-CLAUDIA ALBA-EUROPA PRESS.
Elle centralise cette philosophie dans le secteur automobile, où CyL est l'une des régions leaders de l'UE, et se réjouit que la date de fin des moteurs à combustion ait été reportée à 2035. VALLADOLID, 16 janvier. (EUROPA PRESS) –
Le président du Parti populaire de Castille-et-León, Alfonso Fernández Mañueco, s'est présenté vendredi en faveur du recours au « pragmatisme » et de la fuite du « dogmatisme » imposé par la gauche sous l'égide du soi-disant Pacte vert, cette dernière stratégie qui, selon lui, remet en question la nécessaire compétitivité du secteur industriel, notamment celui lié au secteur automobile, dans lequel ce territoire est devenu l'un des leaders de l'Union européenne.

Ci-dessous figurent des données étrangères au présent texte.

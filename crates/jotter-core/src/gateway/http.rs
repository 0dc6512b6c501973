//! `reqwest` implementation of the gateway traits.

use std::sync::{Arc, RwLock};
use std::time::Duration;

use reqwest::header::{ACCEPT, COOKIE, SET_COOKIE};
use reqwest::{Client, Method, RequestBuilder, Response, StatusCode};
use serde::de::DeserializeOwned;
use serde::{Deserialize, Serialize};

use super::{validate_credentials, validate_registration, NoteGateway, NotePayload, SessionGateway};
use crate::config::ClientConfig;
use crate::error::{GatewayError, GatewayResult};
use crate::models::{Note, NoteId, Session};
use crate::util::compact_text;

/// Name of the cookie carrying the signed session token.
pub const SESSION_COOKIE_NAME: &str = "jwt";

/// HTTP client for the notes API.
///
/// The session cookie is managed here rather than by a cookie jar so that it
/// can be exported and restored by front-ends, and so it is also sent over
/// plain `http://` to a local backend. Clones share the same cookie.
#[derive(Clone)]
pub struct HttpGateway {
    base_url: String,
    client: Client,
    session_cookie: Arc<RwLock<Option<String>>>,
}

impl std::fmt::Debug for HttpGateway {
    fn fmt(&self, formatter: &mut std::fmt::Formatter<'_>) -> std::fmt::Result {
        formatter
            .debug_struct("HttpGateway")
            .field("base_url", &self.base_url)
            .field(
                "session_cookie",
                &self.session_cookie().map(|_| "[REDACTED]"),
            )
            .finish_non_exhaustive()
    }
}

impl HttpGateway {
    pub fn new(config: &ClientConfig) -> GatewayResult<Self> {
        let base_url = config
            .base_url()
            .map_err(|error| GatewayError::Configuration(error.to_string()))?;
        let client = Client::builder()
            .timeout(Duration::from_secs(config.request_timeout_secs))
            .build()
            .map_err(|error| GatewayError::Configuration(error.to_string()))?;

        Ok(Self {
            base_url,
            client,
            session_cookie: Arc::new(RwLock::new(None)),
        })
    }

    #[must_use]
    pub fn base_url(&self) -> &str {
        &self.base_url
    }

    /// Current session token, if signed in.
    #[must_use]
    pub fn session_cookie(&self) -> Option<String> {
        self.session_cookie
            .read()
            .ok()
            .and_then(|guard| guard.clone())
    }

    /// Restore (or drop) a previously exported session token.
    pub fn set_session_cookie(&self, value: Option<String>) {
        if let Ok(mut guard) = self.session_cookie.write() {
            *guard = value.filter(|token| !token.trim().is_empty());
        }
    }

    fn url(&self, path: &str) -> String {
        format!("{}{}", self.base_url, path)
    }

    fn request(&self, method: Method, path: &str) -> RequestBuilder {
        let request = self
            .client
            .request(method, self.url(path))
            .header(ACCEPT, "application/json");
        match self.session_cookie() {
            Some(token) => request.header(COOKIE, format!("{SESSION_COOKIE_NAME}={token}")),
            None => request,
        }
    }

    /// Send a request and turn any non-2xx status into a `GatewayError`.
    async fn send(&self, method: Method, path: &str, request: RequestBuilder) -> GatewayResult<Response> {
        tracing::debug!(%method, path, "Sending API request");
        let response = request.send().await.map_err(|error| {
            tracing::warn!(%method, path, "API request failed: {}", error);
            GatewayError::Network(error.to_string())
        })?;

        self.capture_session_cookie(&response);

        let status = response.status();
        if status.is_success() {
            return Ok(response);
        }

        if status == StatusCode::UNAUTHORIZED {
            self.set_session_cookie(None);
        }
        let body = response.text().await.unwrap_or_default();
        let message = parse_api_error(status, &body);
        tracing::warn!(%method, path, status = status.as_u16(), "API error: {}", message);
        Err(GatewayError::from_status(status.as_u16(), message))
    }

    async fn send_json<T: DeserializeOwned>(
        &self,
        method: Method,
        path: &str,
        request: RequestBuilder,
    ) -> GatewayResult<T> {
        let response = self.send(method, path, request).await?;
        let body = read_body(response).await?;
        Ok(serde_json::from_str(&body)?)
    }

    fn capture_session_cookie(&self, response: &Response) {
        for header in response.headers().get_all(SET_COOKIE) {
            let Ok(raw) = header.to_str() else {
                continue;
            };
            if let Some(update) = parse_set_cookie(raw, SESSION_COOKIE_NAME) {
                self.set_session_cookie(update);
            }
        }
    }
}

impl NoteGateway for HttpGateway {
    async fn list_notes(&self) -> GatewayResult<Vec<Note>> {
        let path = "/notes";
        self.send_json(Method::GET, path, self.request(Method::GET, path))
            .await
    }

    async fn create_note(&self, payload: &NotePayload) -> GatewayResult<Note> {
        let path = "/notes";
        self.send_json(
            Method::POST,
            path,
            self.request(Method::POST, path).json(payload),
        )
        .await
    }

    async fn update_note(&self, id: NoteId, payload: &NotePayload) -> GatewayResult<Note> {
        let path = format!("/notes/{id}");
        self.send_json(
            Method::PUT,
            &path,
            self.request(Method::PUT, &path).json(payload),
        )
        .await
    }

    async fn delete_note(&self, id: NoteId) -> GatewayResult<()> {
        let path = format!("/notes/{id}");
        self.send(Method::DELETE, &path, self.request(Method::DELETE, &path))
            .await?;
        Ok(())
    }
}

impl SessionGateway for HttpGateway {
    async fn who_am_i(&self) -> GatewayResult<Option<Session>> {
        let path = "/auth/me";
        match self
            .send_json(Method::GET, path, self.request(Method::GET, path))
            .await
        {
            Ok(session) => Ok(Some(session)),
            Err(GatewayError::Auth(_)) => Ok(None),
            Err(error) => Err(error),
        }
    }

    async fn login(&self, email: &str, password: &str) -> GatewayResult<Session> {
        validate_credentials(email, password)?;

        let path = "/auth/login";
        let payload = LoginRequest {
            email: email.trim(),
            password,
        };
        let request = self.request(Method::POST, path).json(&payload);
        let response = self.send(Method::POST, path, request).await?;
        let body = read_body(response).await?;

        // The backend may answer with the identity or with a plain acknowledgement.
        if let Ok(session) = serde_json::from_str::<Session>(&body) {
            tracing::info!(user_id = session.id, "Signed in");
            return Ok(session);
        }
        let session = self.who_am_i().await?.ok_or_else(|| {
            GatewayError::Auth(format!(
                "Login did not establish a session: {}",
                compact_text(&body)
            ))
        })?;
        tracing::info!(user_id = session.id, "Signed in");
        Ok(session)
    }

    async fn register(&self, name: &str, email: &str, password: &str) -> GatewayResult<()> {
        validate_registration(name, email, password)?;

        let path = "/auth/register";
        let payload = RegisterRequest {
            name: name.trim(),
            email: email.trim(),
            password,
        };
        self.send(
            Method::POST,
            path,
            self.request(Method::POST, path).json(&payload),
        )
        .await?;
        tracing::info!("Registered new account");
        Ok(())
    }

    async fn logout(&self) -> GatewayResult<()> {
        let path = "/auth/logout";
        let result = self
            .send(Method::POST, path, self.request(Method::POST, path))
            .await;
        self.set_session_cookie(None);
        result.map(|_| ())
    }
}

#[derive(Serialize)]
struct LoginRequest<'a> {
    email: &'a str,
    password: &'a str,
}

#[derive(Serialize)]
struct RegisterRequest<'a> {
    name: &'a str,
    email: &'a str,
    password: &'a str,
}

#[derive(Debug, Deserialize)]
struct ApiErrorBody {
    message: Option<String>,
    error: Option<String>,
}

async fn read_body(response: Response) -> GatewayResult<String> {
    response
        .text()
        .await
        .map_err(|error| GatewayError::Network(error.to_string()))
}

/// Extract the user-facing message from an error body.
fn parse_api_error(status: StatusCode, body: &str) -> String {
    if let Ok(payload) = serde_json::from_str::<ApiErrorBody>(body) {
        if let Some(message) = payload.message.or(payload.error) {
            return message;
        }
    }

    let trimmed = compact_text(body);
    if trimmed.is_empty() {
        format!("HTTP {}", status.as_u16())
    } else {
        trimmed
    }
}

/// Parse one `Set-Cookie` header.
///
/// Returns `None` when the header is for another cookie, `Some(None)` when it
/// clears `name`, and `Some(Some(value))` when it sets it.
fn parse_set_cookie(header: &str, name: &str) -> Option<Option<String>> {
    let pair = header.split(';').next()?;
    let (cookie_name, value) = pair.split_once('=')?;
    if cookie_name.trim() != name {
        return None;
    }
    let value = value.trim().trim_matches('"');
    if value.is_empty() {
        Some(None)
    } else {
        Some(Some(value.to_string()))
    }
}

Fernández Mañueco s'est exprimé en ces termes lors de la cérémonie de clôture du forum « Stimuler la compétitivité européenne : défis et opportunités » organisé à Valladolid, sous l'organisation du Groupe européen PP (PPE), qui a transformé la capitale en un point de rencontre entre dirigeants politiques, entreprises et experts économiques pour débattre de la manière de renforcer la base industrielle européenne.
Après l'intervention du président national du PP, Alberto Núñez Feijóo, leader régional de ce parti et, à son tour, président de la Junta de Castilla y León, a pris la parole pour souligner l'effort que le gouvernement régional déploie dans la Communauté pour promouvoir une politique de réindustrialisation adaptée aux besoins du territoire, non seulement dans les grands centres industriels mais aussi dans les zones où l'industrie n'a jamais existé, rendant la durabilité environnementale d'une région avec une grande biodiversité compatible avec l'économie et le social, en afin de ne pas mettre en danger les investissements et l’emploi.
À cet égard, Fernández Mañueco, dans des déclarations rapportées par Europa Press, a profité de l'occasion pour montrer son torse en soulignant le soutien que l'Exécutif régional apporte « à toutes les entreprises qui veulent investir dans cette Communauté », un chapitre dans lequel il a rappelé les plans industriels prioritaires que beaucoup d'entre elles développent, parmi lesquels il a mentionné Renault, Iveco ou Michelin, ainsi que le Cluster Automobile Castilla y León Facyl promu dans cette région.
Le président castillan-léonais a également souligné la puissance de Castilla y León dans un secteur « stratégique » comme le secteur automobile, avec une production qui représente 20 pour cent du total national et qui rassemble plus de 50 pour cent des exportations vers d'autres pays, en plus d'avoir un total de 150 entreprises qui concentrent plus de 30 000 emplois directs.
En ce sens, il s'est félicité, comme l'avait déjà fait son président national, du fait que les efforts du Groupe européen PP et de la délégation espagnole aient réussi à reporter la limite de fabrication de véhicules à combustion à 2035.
« Nous apprécions l'approche plus flexible et technologiquement neutre de la combustion d'ici 2035 grâce à l'effort et au bon travail du Parti populaire européen », a insisté Fernández Mañueco, qui ajoute que de cette manière il a été possible « d'orienter le Pacte Vert promu par la gauche parce que, sous ce perchoir, il y a des politiques européennes qui entravent la compétitivité des secteurs productifs. Oui au pragmatisme, non au dogmatisme! », a souligné Fernández Mañueco.
UN MERCOSUR AVEC LES MÊMES EXIGENCES POUR TOUS
Tout au long de son discours, le président du PP de Castilla y León a étendu la politique de soutien du gouvernement régional au secteur agricole et de l'élevage en négociant avec tous ses membres une position communautaire concernant la Politique Agricole Commune (PAC) et maintenant aussi concernant l'application de l'accord avec le Mercosur, de sorte que pour l'importation de produits en provenance des pays qui la composent « les mêmes exigences soient appliquées car, sinon, se produira ce qu'on appelle une concurrence déloyale ».
Et c'est à ce moment-là que Fernández Mañueco s'est adressé au gouvernement de Pedro Sánchez pour exiger une analyse détaillée et désagrégée par productions et territoires pour analyser l'impact de l'accord, avec une attention particulière aux secteurs vulnérables, ainsi qu'un contrôle sérieux et efficace aux frontières.
« Sánchez ne peut pas ignorer les agriculteurs et les éleveurs, il ne peut pas détourner le regard, ils font partie de la réalité de Castilla y León et de l'Espagne, le monde rural fait partie de notre essence en tant que terre et en tant que pays », a-t-il rappelé, avant de souligner l'importance d'établir des clauses de sauvegarde dans l'accord du Mercosur avec des garanties de retour en cas d'importations excessives ou de baisses significatives des prix.